Turizm haftasıymış.
Laflarla sözlerle, reklamlarla tanıtımlarla olmuyor, icraat, icraat tan haber verin beyler. Her yıl olduğu gibi boy gösterip endamlarımızı gözler önüne sergilemekten başka bir şey yaptığımız yok.
Şaşalar gösteriler, kokteyller ikramlar, göz boyamaktan başka bir şey değil. Geçen yılda yurt içi yurt dışı şaşalar boy göstermeler yapıldı. Sorarım sizlere kaç turisti çektiniz ülkeye, memlekete. Ülkenin olsun memleketin olsun, çektiğiniz en gözde yerlerinin fotoğraflarını sergilemeyle olmuyor. Vay neymiş efendim, Almanya'nın En Çok Satan Dergisi "Birgit’te" de yer almışmışız.
Peki, Almanya’dan 2016 da kaç turist ülkemize memleketimize teşrif ettiler, değil Alman turistler, Almanya’da yaşayan kendi vatandaşlarımız dahi geldi mi? yapmamız gereken önce ülkemizde barışı sulhu sağlamak değil mi? kanunları yasaları Avrupai uygulamak, insan haklarına ağırlık vermek nerde?
Sağlıklı girdiğimiz hastanelerimizden hasta çıkıyoruz yahu. İslam dini adı altına sığınıp, Allah Ekberlerle gerçekleşen bombalı saldırılar, dökülen kanlar, kardeşi kardeşe vurdurmaklar, çocuk bebe demeden gerçekleşen tecavüzler.
Uygulanan düzmece darbe haberleri vs. vs. vs. Gelelim yaşadığımız memleketimize, isterseniz adını da vereyim, Didim. Evet Didim tarihi bir kent olmakla, tatilciler için ideal bir tatil yöresidir. Ama evet ama Didim’imizde baya bir çalışmalar görselleştirmeler var, var ama bu çalışmalar merkezi yerlerde yapılmakta. Nerde peki kenar kıyı, dış taraflara düşen sokak ve mahalleler. Oralarda Didim’e ait değil mi? halkın feryadını duyuyor ve yazılı olarak dile getirdiklerini okuyorum, mesela merkezin dışında kalan mahalle sokak ve site sakinlerinin feryatlar, ‘’kanalizasyon çalışmalarına da ağırlık verilse!
Sokaklarımız kanalizyon taşmalarından geçilmez oldu. Yeşillikler ağaçlar yok edilip, beton yığınları inşa ediliyor. Park, evet parklara önem verilmiyor. Resmen betonlaşmış bir Didim’de yaşıyoruz.
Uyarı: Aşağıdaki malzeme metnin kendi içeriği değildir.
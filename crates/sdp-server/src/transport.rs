//! MQTT transport bridge
//!
//! Connects to the broker, keeps the subscription alive across reconnects,
//! and forwards every publish to the [`MessageIngestor`]. The bridge knows
//! nothing about the pipeline beyond the ingestor callback; topic strings and
//! payload bytes pass through untouched.

use std::time::Duration;

use rumqttc::{AsyncClient, Event, EventLoop, MqttOptions, Packet, QoS};
use tokio::task::JoinHandle;
use tracing::{debug, error, info, warn};

use crate::config::TransportConfig;
use crate::ingest::MessageIngestor;

/// Wait before polling again after a connection error.
const RECONNECT_DELAY: Duration = Duration::from_secs(5);

/// MQTT subscription feeding the ingestor.
pub struct MqttSource {
    client: AsyncClient,
    eventloop: EventLoop,
    topic_filter: String,
}

impl MqttSource {
    /// Build the client and event loop. The connection itself is established
    /// lazily on the first poll.
    pub fn connect(config: &TransportConfig) -> Self {
        let mut options = MqttOptions::new(
            config.client_id.clone(),
            config.broker_host.clone(),
            config.broker_port,
        );
        options.set_keep_alive(Duration::from_secs(config.keep_alive_secs));

        let (client, eventloop) = AsyncClient::new(options, 64);

        Self {
            client,
            eventloop,
            topic_filter: config.topic_filter.clone(),
        }
    }

    /// Drive the event loop in a background task, dispatching each publish
    /// to `ingestor`.
    ///
    /// The subscription is (re)issued on every ConnAck so it survives broker
    /// reconnects. Connection errors are logged and retried after
    /// [`RECONNECT_DELAY`]; the task only ends when aborted by the caller.
    pub fn spawn(self, ingestor: MessageIngestor) -> JoinHandle<()> {
        let MqttSource {
            client,
            mut eventloop,
            topic_filter,
        } = self;

        tokio::spawn(async move {
            loop {
                match eventloop.poll().await {
                    Ok(Event::Incoming(Packet::ConnAck(_))) => {
                        info!(topic = %topic_filter, "connected to broker, subscribing");
                        if let Err(error) =
                            client.subscribe(&topic_filter, QoS::AtMostOnce).await
                        {
                            error!(%error, topic = %topic_filter, "subscribe failed");
                        }
                    },
                    Ok(Event::Incoming(Packet::Publish(publish))) => {
                        debug!(topic = %publish.topic, bytes = publish.payload.len(), "message received");
                        ingestor.handle_message(&publish.topic, &publish.payload);
                    },
                    Ok(_) => {},
                    Err(error) => {
                        warn!(%error, "broker connection error, retrying");
                        tokio::time::sleep(RECONNECT_DELAY).await;
                    },
                }
            }
        })
    }
}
Kanun yasa dedim de, pörsütürlerse uygulamalar yok, mesela birçok beton yığınlarından oluşan binaların, sitelerdeki dairelerin alınmayan veya verilmeyen iskânlarından dolayı elektrik ve suyun müteahhitlerin anlaşmalı olduğu şirketlerden iki misli ücretle kullanılması gibi. Merkezin dışında kurulan sitelere ulaşım yollarının yapılmaması, ışıklandırılmaması.
Eksileri ne kadar yazarsam yazayım bitmeyecek. Memleketimize gelen turistler sadece merkezi yerleri değil, merkez dışında kalan yerleri de gezmek görmek isteyecektir, resimlerle değil, canlı canlı reel olarak. Bu yaz yurt dışından gelen misafirim için otel pansiyon gibi mekânları gezdim. Fiatlar kahvaltı dâhil, fiyatlar san ki beş yıldızlı ultra ink otel gibi 160 – 180 TL civarıydı. Odalar, evet odalar, kim bilir en son ne zaman restore edilmiş, temizlenmişti, odalarda zerre kadar özen yoktu.
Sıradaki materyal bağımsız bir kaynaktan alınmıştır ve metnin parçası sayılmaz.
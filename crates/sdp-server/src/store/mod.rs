//! Durable store collaborators
//!
//! The pipeline talks to the store through [`ReadingStore`], which exposes
//! exactly the two operations the periodic loops need. The production
//! implementation is [`postgres::PgReadingStore`]; tests substitute an
//! in-memory implementation.

pub mod postgres;

use async_trait::async_trait;
use chrono::{DateTime, Utc};
use sdp_common::SensorReading;

use crate::error::StoreError;

pub use postgres::PgReadingStore;

/// Insert-batch / delete-matching capability of the durable store.
///
/// Both calls are synchronous from the caller's point of view; the store must
/// support concurrent independent calls (batch inserts from the writer and
/// deletes from the sweeper are never coordinated).
#[async_trait]
pub trait ReadingStore: Send + Sync {
    /// Persist the batch as one unit. The readings are consumed: on failure
    /// the batch is gone from the pipeline's perspective.
    async fn insert_batch(&self, readings: Vec<SensorReading>) -> Result<(), StoreError>;

    /// Delete every record recorded strictly before `cutoff`. Returns the
    /// number of rows deleted.
    async fn delete_older_than(&self, cutoff: DateTime<Utc>) -> Result<u64, StoreError>;
}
Gelen hangi yabancı turist böyle odalarda konaklamak ister ki. Beyler diyeceğim odur ki, önce ülkemizde barışı sulhu sağlayalım, sonra yaşadığımız kenti merkezi değil, kenar Mahallelerine sokaklarına da özen gösterip oralarda da boy gösterelim.
Maksat boy göstermekse, evet hepiniz bir birlerinizden büyüleyici özelliklere sahipsiniz ve bir birlerinizden alımlı çalımlı güzelsiniz. Ama yeterli değil, gelecek olan turistler, soryy ama koyunlarınıza değil tanıtımını yaptığınız kente ülkeye gelecekler.
Sözlerim meclisten dışarı emi. Ama meclisin pencereleri açık unutulmuşsa sorumlusu ben değilim.